As humanitarian donors prepare to gather in Geneva, award-winning British-Nigerian actor David Oyelowo has joined Nigerian luminaries and international charities in writing an open letter warning global leaders of the tens of thousands of children who could starve in North East Nigeria unless the world acts immediately.

Selma star Oyelowo joins compatriot Aliko Dangote, one of Africa’s leading businessmen, U2's Bono and Save the Children in demanding decisive action to address the crisis when the donors meet to agree world-wide humanitarian emergency funding in Geneva this week.

Oyelowo, who was raised in Lagos and London, co-writes in the letter: "The tragedy now unfolding in North East Nigeria is one of the world’s deadliest but least reported emergencies.

“Over 4.7 million people are in need of food assistance and some 400,000 children are at imminent risk of starvation. It must be addressed when humanitarian emergency donors gather this week in Geneva.”

An appeal by Nigeria as part of the UN’s global Humanitarian Response Plan is announced today in Abuja, as Save the Children’s new report on North East Nigeria ’Children’s Lives and Futures at Risk’ warns of a threat of full-scale famine.

The Famine Early Warning Systems Network estimates that more than 65,000 people are in famine conditions. 14 million people are in need of humanitarian assistance, according to the UN.
Kevin Watkins, Save the Children CEO, who visited North East Nigeria last month said: "North East Nigeria is teetering on the brink of widespread famine. The UN estimates that 75,000 children could die over the next year from malnutrition: that’s as many as 200 children who could die every day.

“Some of the mothers I spoke to had walked for two weeks to get their children treated at Save the Children’s clinic. There is still a window of opportunity to prevent a full blown famine – but that window is closing fast. Failure to act would be indefensible and unforgivable.”

Among other interventions, Save the Children and ONE are calling for innovative financing opportunities to ensure the UN appeal is fully funded. Today’s report from Save the Children highlights that large sums of illicit finance from Nigeria are laundered through banks and the property markets in the United Kingdom.

It has been recently agreed that criminal assets stolen from Nigeria and seized in the UK can now be returned to Nigeria, with the Nigerian government pledging to use any returned funds to benefit the poorest.

Watkins continued: “This is a very welcome step forward. Save the Children is now calling on the UK Government to expedite the return of these funds, and for the Government of Nigeria to use the funds for the humanitarian response. Other OECD countries and the Nigerian government itself should apply the same principle.”

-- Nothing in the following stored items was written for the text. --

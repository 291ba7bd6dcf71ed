//! The event-sourced word composer.
//!
//! A single-writer state machine fed one event at a time from one input
//! session. Every event flows through the combiner chain (`process_event`),
//! is committed (`apply_processed_event`), and lands in an append-only
//! history; the cached composing word is re-derived from the chain after
//! every step, so there is never a dirty-cache window. Not thread-safe by
//! design.

use tracing::trace;

use crate::codes;
use crate::combiner::CombinerChain;
use crate::event::Event;

/// Longest word the pointer buffer tracks, in code points. Code-point
/// counting continues past this; only coordinate recording stops.
pub const MAX_WORD_LENGTH: usize = 48;

/// Parallel per-keystroke touch data: coordinates, pointer ids, timestamps.
///
/// Bounded by the composer at [`MAX_WORD_LENGTH`]; reset clears the buffers
/// without releasing their allocation.
#[derive(Debug, Clone, Default, PartialEq, Eq)]
pub struct InputPointers {
    xs: Vec<i32>,
    ys: Vec<i32>,
    pointer_ids: Vec<i32>,
    times: Vec<i32>,
}

impl InputPointers {
    pub fn new(capacity: usize) -> Self {
        Self {
            xs: Vec::with_capacity(capacity),
            ys: Vec::with_capacity(capacity),
            pointer_ids: Vec::with_capacity(capacity),
            times: Vec::with_capacity(capacity),
        }
    }

    /// Record a pointer at `index`, overwriting any previous entry there.
    pub fn add_pointer_at(&mut self, index: usize, x: i32, y: i32, pointer_id: i32, time: i32) {
        if index < self.xs.len() {
            self.xs[index] = x;
            self.ys[index] = y;
            self.pointer_ids[index] = pointer_id;
            self.times[index] = time;
        } else {
            self.xs.push(x);
            self.ys.push(y);
            self.pointer_ids.push(pointer_id);
            self.times.push(time);
        }
    }

    /// Replace the contents with another pointer set (batch input trails).
    pub fn set(&mut self, other: &InputPointers) {
        self.xs.clone_from(&other.xs);
        self.ys.clone_from(&other.ys);
        self.pointer_ids.clone_from(&other.pointer_ids);
        self.times.clone_from(&other.times);
    }

    pub fn len(&self) -> usize {
        self.xs.len()
    }

    pub fn is_empty(&self) -> bool {
        self.xs.is_empty()
    }

    pub fn xs(&self) -> &[i32] {
        &self.xs
    }

    pub fn ys(&self) -> &[i32] {
        &self.ys
    }

    pub fn pointer_ids(&self) -> &[i32] {
        &self.pointer_ids
    }

    pub fn times(&self) -> &[i32] {
        &self.times
    }

    /// Clear without reallocating.
    pub fn reset(&mut self) {
        self.xs.clear();
        self.ys.clear();
        self.pointer_ids.clear();
        self.times.clear();
    }
}

/// Snapshot handed to the suggestion/dictionary collaborator. Opaque to
/// this crate; downstream ranking interprets it.
#[derive(Debug, Clone)]
pub struct ComposedData {
    pub input_pointers: InputPointers,
    pub is_batch_mode: bool,
    pub typed_word: String,
}

/// The currently composing word and the touch data that produced it.
#[derive(Debug)]
pub struct WordComposer {
    combiner_chain: CombinerChain,
    /// The events that served to compose the current word, in order.
    events: Vec<Event>,
    input_pointers: InputPointers,
    is_batch_mode: bool,
    typed_word_cache: String,
    /// Code points entered so far; not limited to `MAX_WORD_LENGTH`.
    code_point_count: usize,
    is_only_first_char_capitalized: bool,
}

impl WordComposer {
    pub fn new() -> Self {
        let mut composer = Self {
            combiner_chain: CombinerChain::new(""),
            events: Vec::new(),
            input_pointers: InputPointers::new(MAX_WORD_LENGTH),
            is_batch_mode: false,
            typed_word_cache: String::new(),
            code_point_count: 0,
            is_only_first_char_capitalized: false,
        };
        composer.refresh_typed_word_cache();
        composer
    }

    /// Return to the empty state. Reuses the pointer buffers; nothing is
    /// reallocated.
    pub fn reset(&mut self) {
        trace!("composer reset");
        self.combiner_chain.reset();
        self.events.clear();
        self.input_pointers.reset();
        self.is_only_first_char_capitalized = false;
        self.is_batch_mode = false;
        self.refresh_typed_word_cache();
    }

    fn refresh_typed_word_cache(&mut self) {
        self.typed_word_cache = self.combiner_chain.composing_word_with_feedback();
        self.code_point_count = self.typed_word_cache.chars().count();
    }

    /// Number of code points in the composing word.
    pub fn size(&self) -> usize {
        self.code_point_count
    }

    pub fn is_composing(&self) -> bool {
        self.code_point_count > 0
    }

    /// The current composing word, combining feedback included.
    pub fn typed_word(&self) -> &str {
        &self.typed_word_cache
    }

    pub fn is_batch_mode(&self) -> bool {
        self.is_batch_mode
    }

    /// True while exactly the first character is capitalized and nothing
    /// after it is.
    pub fn is_only_first_char_capitalized(&self) -> bool {
        self.is_only_first_char_capitalized
    }

    pub fn input_pointers(&self) -> &InputPointers {
        &self.input_pointers
    }

    /// Run an event through the combiner chain and append it to history.
    /// The returned event is never absent; a no-op comes back consumed.
    pub fn process_event(&mut self, event: Event) -> Event {
        let processed = self.combiner_chain.process_event(&self.events, event.clone());
        // The chain's retained state may have changed while processing, so
        // the cache has to be refreshed even before the event is applied.
        self.refresh_typed_word_cache();
        self.events.push(event);
        processed
    }

    /// Commit a processed event: update the chain's committed state, the
    /// cached word, the pointer buffer and the capitalization flag.
    pub fn apply_processed_event(&mut self, event: &Event) {
        self.combiner_chain.apply_processed_event(event);
        let primary_code = event.code_point;
        let key_x = event.x;
        let key_y = event.y;
        // The index this event's coordinate lands at is the size before the
        // cache refresh below picks up the committed text.
        let new_index = self.size();
        self.refresh_typed_word_cache();
        // We may have deleted the last one.
        if self.code_point_count == 0 {
            self.is_only_first_char_capitalized = false;
        }
        if !event.is_deletion() {
            if new_index < MAX_WORD_LENGTH {
                // In batch mode the pointer buffer holds the gesture trail
                // and must not be overridden by per-key coordinates.
                if !self.is_batch_mode {
                    self.input_pointers
                        .add_pointer_at(new_index, key_x, key_y, 0, 0);
                }
            }
            if new_index == 0 {
                self.is_only_first_char_capitalized = is_upper_case(primary_code);
            } else {
                self.is_only_first_char_capitalized =
                    self.is_only_first_char_capitalized && !is_upper_case(primary_code);
            }
        }
    }

    /// Seed the composer as if `code_points` had been typed key by key,
    /// pairing each with its coordinate (or the not-a-coordinate sentinel
    /// when none is supplied).
    pub fn set_composing_word(&mut self, code_points: &[i32], coordinates: &[(i32, i32)]) {
        self.reset();
        for (i, &code_point) in code_points.iter().enumerate() {
            let (x, y) = coordinates
                .get(i)
                .copied()
                .unwrap_or((codes::NOT_A_COORDINATE, codes::NOT_A_COORDINATE));
            let processed = self.process_event(Event::already_typed(code_point, x, y));
            self.apply_processed_event(&processed);
        }
    }

    /// Adopt a gesture trail as the pointer data and switch to batch mode.
    pub fn set_batch_input_pointers(&mut self, pointers: &InputPointers) {
        self.input_pointers.set(pointers);
        self.is_batch_mode = true;
    }

    /// Replace the composing word with a gesture-recognized one. Coordinates
    /// are not recorded per key; the trail arrives separately via
    /// [`Self::set_batch_input_pointers`].
    pub fn set_batch_input_word(&mut self, word: &str) {
        self.reset();
        self.is_batch_mode = true;
        for ch in word.chars() {
            let processed = self.process_event(Event::already_typed(
                ch as i32,
                codes::NOT_A_COORDINATE,
                codes::NOT_A_COORDINATE,
            ));
            self.apply_processed_event(&processed);
        }
    }

    /// The opaque bundle consumed by suggestion ranking.
    pub fn composed_data_snapshot(&self) -> ComposedData {
        ComposedData {
            input_pointers: self.input_pointers.clone(),
            is_batch_mode: self.is_batch_mode,
            typed_word: self.typed_word_cache.clone(),
        }
    }
}

impl Default for WordComposer {
    fn default() -> Self {
        Self::new()
    }
}

fn is_upper_case(code_point: i32) -> bool {
    if code_point < 0 {
        return false;
    }
    char::from_u32(code_point as u32).is_some_and(char::is_uppercase)
}

#[cfg(test)]
mod tests {
    use super::*;

    fn type_word(composer: &mut WordComposer, word: &str) {
        for ch in word.chars() {
            let event = Event::key_press(ch as i32, ch as i32, 10, 20);
            let processed = composer.process_event(event);
            composer.apply_processed_event(&processed);
        }
    }

    #[test]
    fn test_new_composer_is_empty() {
        let composer = WordComposer::new();
        assert_eq!(composer.size(), 0);
        assert_eq!(composer.typed_word(), "");
        assert!(!composer.is_composing());
    }

    #[test]
    fn test_typing_builds_word_and_pointers() {
        let mut composer = WordComposer::new();
        type_word(&mut composer, "hi");
        assert_eq!(composer.typed_word(), "hi");
        assert_eq!(composer.size(), 2);
        assert_eq!(composer.input_pointers().len(), 2);
        assert_eq!(composer.input_pointers().xs(), &[10, 10]);
    }

    #[test]
    fn test_only_first_char_capitalized() {
        let mut composer = WordComposer::new();
        type_word(&mut composer, "Hi");
        assert!(composer.is_only_first_char_capitalized());
        type_word(&mut composer, "T");
        assert!(!composer.is_only_first_char_capitalized());
    }

    #[test]
    fn test_all_lowercase_is_not_capitalized() {
        let mut composer = WordComposer::new();
        type_word(&mut composer, "hi");
        assert!(!composer.is_only_first_char_capitalized());
    }

    #[test]
    fn test_deleting_sole_char_clears_capitalization() {
        let mut composer = WordComposer::new();
        type_word(&mut composer, "H");
        assert!(composer.is_only_first_char_capitalized());
        let deletion = composer.process_event(Event::deletion(0, 0));
        composer.apply_processed_event(&deletion);
        assert_eq!(composer.size(), 0);
        assert!(!composer.is_only_first_char_capitalized());
        assert_eq!(composer.typed_word(), "");
    }

    #[test]
    fn test_reset_clears_everything() {
        let mut composer = WordComposer::new();
        type_word(&mut composer, "Hello");
        composer.reset();
        assert_eq!(composer.size(), 0);
        assert_eq!(composer.typed_word(), "");
        assert!(composer.input_pointers().is_empty());
        assert!(!composer.is_batch_mode());
        assert!(!composer.is_only_first_char_capitalized());
    }

    #[test]
    fn test_set_composing_word_no_leakage_between_sessions() {
        let mut composer = WordComposer::new();
        composer.set_composing_word(&['h' as i32, 'i' as i32], &[(5, 5), (6, 6)]);
        composer.reset();
        composer.set_composing_word(&['o' as i32, 'k' as i32], &[(7, 7), (8, 8)]);
        assert_eq!(composer.size(), 2);
        assert_eq!(composer.typed_word(), "ok");
        assert_eq!(composer.input_pointers().len(), 2);
        assert_eq!(composer.input_pointers().xs(), &[7, 8]);
    }

    #[test]
    fn test_set_composing_word_missing_coordinates_use_sentinel() {
        let mut composer = WordComposer::new();
        composer.set_composing_word(&['o' as i32, 'k' as i32], &[(7, 7)]);
        assert_eq!(
            composer.input_pointers().xs(),
            &[7, codes::NOT_A_COORDINATE]
        );
    }

    #[test]
    fn test_batch_mode_suppresses_pointer_recording() {
        let mut composer = WordComposer::new();
        let mut trail = InputPointers::new(4);
        trail.add_pointer_at(0, 1, 2, 0, 0);
        trail.add_pointer_at(1, 3, 4, 0, 10);
        composer.set_batch_input_pointers(&trail);
        composer.set_batch_input_word("hi");
        // set_batch_input_word resets, so re-adopt the trail as the real
        // flow does after gesture recognition.
        composer.set_batch_input_pointers(&trail);
        assert!(composer.is_batch_mode());
        assert_eq!(composer.typed_word(), "hi");
        assert_eq!(composer.input_pointers(), &trail);
    }

    #[test]
    fn test_pointer_recording_stops_at_max_length() {
        let mut composer = WordComposer::new();
        let long_word: String = std::iter::repeat('a').take(MAX_WORD_LENGTH + 5).collect();
        type_word(&mut composer, &long_word);
        // Counting continues unbounded; recording stops at the bound.
        assert_eq!(composer.size(), MAX_WORD_LENGTH + 5);
        assert_eq!(composer.input_pointers().len(), MAX_WORD_LENGTH);
    }

    #[test]
    fn test_composed_data_snapshot() {
        let mut composer = WordComposer::new();
        type_word(&mut composer, "Hey");
        let snapshot = composer.composed_data_snapshot();
        assert_eq!(snapshot.typed_word, "Hey");
        assert!(!snapshot.is_batch_mode);
        assert_eq!(snapshot.input_pointers.len(), 3);
    }

    #[test]
    fn test_dead_key_word_flow() {
        let mut composer = WordComposer::new();
        let dead = composer.process_event(Event::dead_key(0x0301, 0, 0));
        composer.apply_processed_event(&dead);
        // Pending mark counts toward the word until it combines.
        assert_eq!(composer.size(), 1);
        let base = composer.process_event(Event::key_press('e' as i32, 'e' as i32, 0, 0));
        composer.apply_processed_event(&base);
        assert_eq!(composer.typed_word(), "\u{00E9}");
        assert_eq!(composer.size(), 1);
    }
}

As the Nigerian army continues its advance into insurgent strongholds in areas bordering Niger, Chad and Cameroon, it is almost inevitable that more humanitarian suffering will be revealed. The conflict has been characterised by systematic, widespread and grave violation of children’s rights. Killing, abductions and sexual abuse, and the forced recruitment into militias has been tragically commonplace. Many children have witnessed atrocities first-hand, or have themselves been subject to attacks, and are in desperate need of psychosocial support.

Three teenage brothers captured and imprisoned for three months told Save the Children staff during a counselling session for displaced children:

“The day our village was attacked, our teacher was with us. They cut off our teacher’s head with a sword. They killed our parents. They dropped them in a well. They told us to stop crying or we will also be killed. We heard the voices of our parents screaming inside our heads.”

Save the Children has already witnessed the deadly effects of a delayed international response. As the crisis has intensified, it has established seven outpatient therapeutic-feeding sites and an emergency unit to which children with life threatening malnutrition can be referred for treatment. Children referred to the centre display the classic symptoms of Kwashiorkor (lack of protein leading to fluid-retention), Marasmus (energy deficiency) and extreme hunger, with distended stomachs, pencil thin limbs, loss of hair, acute anaemia and severe skin conditions. Most arrive with complicating conditions, including diarrhoea and pneumonia.

Many of the children being treated have been carried or walked for between three days and two weeks from areas like Mafa and Konduga. One mother in Save the Children’s emergency feeding clinic in Maiduguri told of how her husband, uncle and three children were beheaded in front of her. Another described sometimes going for five days without food.

Another concern, widely voiced by parents in Save the Children clinics, is that children leaving the stabilisation clinic are returning to an environment marked by extreme poverty, rising food prices, and little or no support.